Districts in Uganda report cholera cases on a weekly basis through the IDSR system. Cholera cases and deaths are recorded on a line list that is transmitted to the Ministry of Health, Kampala. The line lists include information on the date of illness, age and gender, places of residence, nationality status (refugee or Ugandan), presenting symptoms and signs, treatment administered, and status of patients (improved, discharged, referred, or died). These weekly reports are submitted consistently because cholera is one of the notifiable diseases on the WHO IDSR priority list. To better understand the cholera outbreaks in the refugee settlements and their potential for spread to the host population, we reviewed the Uganda Ministry of Health cholera outbreak weekly surveillance data for the period 2016–2019 from refugee settlements and the surrounding districts. Attack rates, incidence, and case fatality proportion were calculated using denominator populations obtained from the United Nations High Commissioner for Refugees (UNHCR) and the Uganda Bureau of Statistics for refugee and local populations, respectively. All analyses were completed in Excel. The shapefiles used to generate the maps were obtained from Humanitarian Data Exchange (https://data.humdata.org/), which is shared under Creative Common Attributions International (CC by License), and the maps were drawn using ArcGIS Desktop 10.7 (ESRI Inc., Redlands, CA).

Ethical consideration.

We used anonymous personal data or aggregated data as appropriate to ensure confidentiality and ethical standards at all stages of data handling. This study reviewed data that are part of routine surveillance activity. It is intended to assist with public health control of cholera by the Ministry of Health and is IRB exempted.

RESULTS

Reported cholera outbreaks in refugee settlements.

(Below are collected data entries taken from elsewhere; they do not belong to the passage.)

impl<C: Canvas, P: DataProvider> MapEngine<C, P> {
    /// Create an engine drawing into `canvas` and issue the first fetch
    ///
    /// Fails if the canvas has no drawable area.
    pub fn new(canvas: C, provider: Arc<P>, config: EngineConfig, runtime: Handle, now: Instant) -> Result<Self> {
        let (width, height) = canvas.size();
        if width == 0 || height == 0 {
            return Err(Error::Canvas(format!("canvas has no drawable area ({}x{})", width, height)));
        }

        let camera = Camera::new(
            config.camera.center_lon,
            config.camera.center_lat,
            config.camera.zoom,
            width,
            height,
        );

        let frame_budget = config.render.frame_budget()?;

        let mut pipeline = RenderPipeline::new(config.render.options());
        pipeline.profiler_mut().set_enabled(config.render.profile_passes);

        let mut loader = ViewportLoader::new(Arc::clone(&provider), runtime.clone(), config.debounce());
        loader.request_now(camera.viewport());

        log::info!(
            "Map engine ready: {}x{} at ({:.5}, {:.5}) z{:.2}",
            width,
            height,
            camera.state().center_lon,
            camera.state().center_lat,
            camera.zoom()
        );

        Ok(Self {
            canvas,
            camera,
            pipeline,
            scheduler: FrameScheduler::new(frame_budget, now),
            loader,
            picker: Picker::new(provider, runtime, config.pick.pixel_tolerance),
            selection: Selection::new(),
            data: DecodedViewport::default(),
            last_frame: FrameStats::default(),
            events: Vec::new(),
            config,
        })
    }

    // --- Camera ---

    /// Jump to a new center and zoom; `None` if any input is not finite
    pub fn set_camera(&mut self, center_lon: f64, center_lat: f64, zoom: f64, now: Instant) -> Option<CameraChanged> {
        let changed = self.camera.set_camera(center_lon, center_lat, zoom)?;
        self.camera_changed(changed, now);
        Some(changed)
    }

    /// Pan by a screen-space delta in pixels
    pub fn pan(&mut self, dx: f64, dy: f64, now: Instant) -> Option<CameraChanged> {
        let changed = self.camera.pan(dx, dy)?;
        self.camera_changed(changed, now);
        Some(changed)
    }

    /// Zoom around a screen point; `None` if the zoom is already at its limit
    /// or an input is not finite
    pub fn zoom_at(&mut self, delta: f64, screen_x: f64, screen_y: f64, now: Instant) -> Option<CameraChanged> {
        let changed = self.camera.zoom_at(delta, screen_x, screen_y)?;
        self.camera_changed(changed, now);
        Some(changed)
    }

    fn camera_changed(&mut self, changed: CameraChanged, now: Instant) {
        self.scheduler.invalidate();
        self.loader.request(changed.viewport, now);
        self.events.push(EngineEvent::CameraChanged(changed));
    }

    // --- Picking and selection ---

    /// Start a pick at a screen point
    ///
    /// Returns `false` when a pick is already pending; the click is dropped.
    pub fn click(&mut self, screen_x: f64, screen_y: f64) -> bool {
        let query = self.picker.query_at(&self.camera, screen_x, screen_y);
        if !self.picker.pick(query) {
            return false;
        }
        self.events.push(EngineEvent::FeatureClicked(query));
        true
    }

    /// Select a feature directly, e.g. from a search result
    pub fn select(&mut self, feature: SelectedFeature) {
        if self.selection.set(feature) {
            self.selection_changed();
        }
    }

    pub fn clear_selection(&mut self) {
        if self.selection.clear() {
            self.selection_changed();
        }
    }

    fn selection_changed(&mut self) {
        self.scheduler.invalidate();
        self.events.push(EngineEvent::SelectionChanged(self.selection.get()));
    }

    // --- Edits ---

    /// React to a tag edit; refetches when the way's paint style changed
    ///
    /// Returns `true` if a refetch was issued.
    pub fn on_way_tags_updated(&mut self, way_id: FeatureId, result: &UpdateTagsResult) -> bool {
        if !result.success {
            return false;
        }
        let updated = RenderFeature(result.render_feature);
        if self.data.feature_of(way_id) == Some(updated) {
            return false;
        }
        log::debug!("Way {} now renders as {:#06x}, refetching", way_id, updated.0);
        self.request_refresh();
        true
    }

    /// React to an undo or redo; returns `true` if a refetch was issued
    pub fn on_history_result(&mut self, result: &UndoRedoResult) -> bool {
        if !result.needs_redraw {
            return false;
        }
        self.request_refresh();
        true
    }

    /// Fetch the current viewport now, superseding any fetch in flight
    pub fn request_refresh(&mut self) -> u64 {
        self.loader.request_now(self.camera.viewport())
    }

    // --- Frame loop ---

    /// Host frame callback
    ///
    /// Applies finished fetches and picks, then renders if anything changed.
    /// Returns the frame's draw statistics when a render happened.
    pub fn frame(&mut self, now: Instant) -> Option<FrameStats> {
        for event in self.loader.poll(now) {
            self.apply_load(event);
        }
        while let Some(response) = self.picker.poll() {
            self.apply_pick(response);
        }

        let Self { canvas, camera, pipeline, scheduler, selection, data, .. } = self;
        let stats = scheduler.tick(now, || pipeline.render(canvas, data, camera, selection.get()))?;
        self.last_frame = stats;
        Some(stats)
    }

    /// Wait for every outstanding fetch and pick and apply them
    ///
    /// Pending debounced requests are not issued; only `frame` does that.
    pub async fn settle(&mut self) {
        while let Some(event) = self.loader.wait().await {
            self.apply_load(event);
        }
        if let Some(response) = self.picker.wait().await {
            self.apply_pick(response);
        }
    }

    /// Force the next frame to render
    pub fn invalidate(&mut self) {
        self.scheduler.invalidate();
    }

    pub fn drain_events(&mut self) -> Vec<EngineEvent> {
        std::mem::take(&mut self.events)
    }

    fn apply_load(&mut self, event: LoadEvent) {
        match event {
            LoadEvent::Loaded { seq, data, bytes, elapsed, .. } => {
                let summary = DataSummary {
                    nodes: data.nodes.len(),
                    ways: data.ways.len(),
                    polygons: data.polygons.len(),
                    truncated: data.header.truncated,
                    bytes,
                };
                log::info!(
                    "Fetch #{}: {} nodes, {} ways, {} polygons ({} bytes) in {:.1}ms{}",
                    seq,
                    summary.nodes,
                    summary.ways,
                    summary.polygons,
                    bytes,
                    elapsed.as_secs_f64() * 1000.0,
                    if summary.truncated { ", truncated" } else { "" }
                );
                self.data = data;
                self.scheduler.invalidate();
                self.events.push(EngineEvent::DataLoaded(summary));
            }
            LoadEvent::Failed { error, .. } => {
                self.events.push(EngineEvent::FetchFailed(error.to_string()));
            }
        }
    }

    fn apply_pick(&mut self, response: PickResponse) {
        match response.result {
            Ok(result) => {
                if self.selection.apply(result) {
                    self.selection_changed();
                }
            }
            Err(e) => {
                log::warn!("Pick failed: {}", e);
                self.events.push(EngineEvent::PickFailed(e.to_string()));
            }
        }
    }

    // --- Accessors ---

    pub fn camera(&self) -> &Camera {
        &self.camera
    }

    pub fn viewport(&self) -> Viewport {
        self.camera.viewport()
    }

    pub fn canvas(&self) -> &C {
        &self.canvas
    }

    pub fn canvas_mut(&mut self) -> &mut C {
        &mut self.canvas
    }

    pub fn data(&self) -> &DecodedViewport {
        &self.data
    }

    pub fn selection(&self) -> Option<SelectedFeature> {
        self.selection.get()
    }

    pub fn config(&self) -> &EngineConfig {
        &self.config
    }

    pub fn is_loading(&self) -> bool {
        self.loader.is_loading()
    }

    pub fn is_picking(&self) -> bool {
        self.picker.is_picking()
    }

    pub fn is_dirty(&self) -> bool {
        self.scheduler.is_dirty()
    }

    pub fn last_frame(&self) -> FrameStats {
        self.last_frame
    }

    pub fn scheduler_stats(&self) -> SchedulerStats {
        self.scheduler.stats()
    }

    pub fn loader_stats(&self) -> LoaderStats {
        self.loader.stats()
    }

    pub fn pass_timings(&self) -> PassTimings {
        self.pipeline.profiler().average_timings()
    }

    pub fn profiling_enabled(&self) -> bool {
        self.pipeline.profiler().is_enabled()
    }
}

During the period 2016–2019, seven cholera outbreaks were reported from five of the refugee settlements and one reception center. Except for 2017, when there were no reported outbreaks in the refugee settlements, two settlements reported cholera outbreaks each year during this period. The outbreaks occurred at different times of the year (Figure 2); however, they occurred almost simultaneously in locations that were distant from each other but were receiving (settling) new refugees arriving from a common reception center. In 2019, there were three cholera outbreaks. These outbreaks were in Kyaka II and Nakivale refugee settlements and the Nyakabande Reception Centre.

Figure 2.

Figure 2.

Weekly reported cholera cases among refugees in Uganda in 2016, 2018, and 2019.

Based on a review of the Ministry of Health’s Situation Reports (Sitreps) and from press reports,39 the outbreaks appeared to start with arrival of new refugees into Uganda related to civil conflicts in neighboring areas of the DRC and many of the cases occurred among the newly arrived refugees.40 The information in the reports on the onset of the outbreaks were supported by data from the line lists analyzed during this study which showed that the index cases and majority of cases at the beginning of the outbreaks were new refugees who developed symptoms before arrival to the reception centers.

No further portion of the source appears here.